ASSIGNMENT |
From the entries below, count the lines holding the word "ControlSet" and give nothing but the number.

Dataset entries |
>>>>

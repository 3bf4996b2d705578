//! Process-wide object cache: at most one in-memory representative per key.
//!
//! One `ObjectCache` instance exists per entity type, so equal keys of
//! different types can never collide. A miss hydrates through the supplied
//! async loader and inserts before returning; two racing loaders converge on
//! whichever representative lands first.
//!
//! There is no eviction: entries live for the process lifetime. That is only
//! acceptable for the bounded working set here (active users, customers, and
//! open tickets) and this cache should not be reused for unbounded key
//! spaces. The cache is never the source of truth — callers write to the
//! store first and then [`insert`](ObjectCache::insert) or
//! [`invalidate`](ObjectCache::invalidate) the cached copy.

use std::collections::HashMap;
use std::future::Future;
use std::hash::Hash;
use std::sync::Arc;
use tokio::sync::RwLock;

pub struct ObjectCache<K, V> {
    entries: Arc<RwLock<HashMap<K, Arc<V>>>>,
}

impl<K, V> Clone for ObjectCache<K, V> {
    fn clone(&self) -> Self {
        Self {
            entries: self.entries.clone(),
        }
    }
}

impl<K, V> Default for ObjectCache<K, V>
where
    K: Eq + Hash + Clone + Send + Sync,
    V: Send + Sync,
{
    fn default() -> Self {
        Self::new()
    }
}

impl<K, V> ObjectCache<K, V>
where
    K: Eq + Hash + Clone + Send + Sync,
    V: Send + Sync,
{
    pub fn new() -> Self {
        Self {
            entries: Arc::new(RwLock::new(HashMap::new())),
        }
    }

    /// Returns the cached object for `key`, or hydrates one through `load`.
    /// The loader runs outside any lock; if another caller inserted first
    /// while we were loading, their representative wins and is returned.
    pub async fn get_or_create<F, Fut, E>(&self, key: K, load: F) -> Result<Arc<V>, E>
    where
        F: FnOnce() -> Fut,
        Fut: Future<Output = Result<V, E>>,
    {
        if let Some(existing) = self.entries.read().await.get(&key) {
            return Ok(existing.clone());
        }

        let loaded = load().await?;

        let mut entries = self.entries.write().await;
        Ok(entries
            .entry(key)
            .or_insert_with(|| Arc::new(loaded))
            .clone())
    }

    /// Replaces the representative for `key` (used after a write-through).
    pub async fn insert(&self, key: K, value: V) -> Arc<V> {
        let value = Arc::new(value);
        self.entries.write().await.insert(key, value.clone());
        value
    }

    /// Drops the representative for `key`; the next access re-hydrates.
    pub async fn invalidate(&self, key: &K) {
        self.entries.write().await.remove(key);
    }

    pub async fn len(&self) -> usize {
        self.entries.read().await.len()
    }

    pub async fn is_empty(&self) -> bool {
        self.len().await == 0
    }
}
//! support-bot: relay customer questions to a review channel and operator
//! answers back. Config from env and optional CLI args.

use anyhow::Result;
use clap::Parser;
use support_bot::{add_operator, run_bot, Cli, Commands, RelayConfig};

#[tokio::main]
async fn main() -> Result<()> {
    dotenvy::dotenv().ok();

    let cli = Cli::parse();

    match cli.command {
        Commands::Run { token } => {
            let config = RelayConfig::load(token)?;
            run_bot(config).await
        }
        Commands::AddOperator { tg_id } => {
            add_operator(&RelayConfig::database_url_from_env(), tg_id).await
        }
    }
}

<<<<
>>>>

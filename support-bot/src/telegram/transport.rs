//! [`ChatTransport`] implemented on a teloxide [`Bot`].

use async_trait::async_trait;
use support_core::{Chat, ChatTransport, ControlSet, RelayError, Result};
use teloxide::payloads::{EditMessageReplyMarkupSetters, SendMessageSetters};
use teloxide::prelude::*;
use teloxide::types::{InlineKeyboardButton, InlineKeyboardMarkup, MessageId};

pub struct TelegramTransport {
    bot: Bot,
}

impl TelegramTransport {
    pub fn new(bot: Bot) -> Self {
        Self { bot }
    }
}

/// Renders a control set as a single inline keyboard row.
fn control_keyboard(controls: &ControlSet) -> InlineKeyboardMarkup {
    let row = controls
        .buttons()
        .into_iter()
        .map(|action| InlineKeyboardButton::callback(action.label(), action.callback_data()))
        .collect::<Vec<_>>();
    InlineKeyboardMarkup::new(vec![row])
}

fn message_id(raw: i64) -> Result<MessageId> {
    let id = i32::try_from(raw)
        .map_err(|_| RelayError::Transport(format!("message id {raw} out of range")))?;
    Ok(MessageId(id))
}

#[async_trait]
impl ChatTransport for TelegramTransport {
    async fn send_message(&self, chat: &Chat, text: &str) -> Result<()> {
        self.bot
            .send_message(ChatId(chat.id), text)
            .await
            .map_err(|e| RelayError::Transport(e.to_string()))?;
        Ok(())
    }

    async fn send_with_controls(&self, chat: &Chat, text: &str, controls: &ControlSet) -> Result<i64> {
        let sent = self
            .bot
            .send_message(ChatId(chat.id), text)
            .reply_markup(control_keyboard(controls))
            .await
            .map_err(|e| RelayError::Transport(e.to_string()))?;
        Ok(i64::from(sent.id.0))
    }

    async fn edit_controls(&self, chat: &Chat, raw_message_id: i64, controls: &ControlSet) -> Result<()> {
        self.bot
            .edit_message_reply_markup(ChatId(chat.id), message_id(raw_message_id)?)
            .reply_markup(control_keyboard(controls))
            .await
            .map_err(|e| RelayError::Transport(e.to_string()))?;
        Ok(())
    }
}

<<<<

RESULT |
4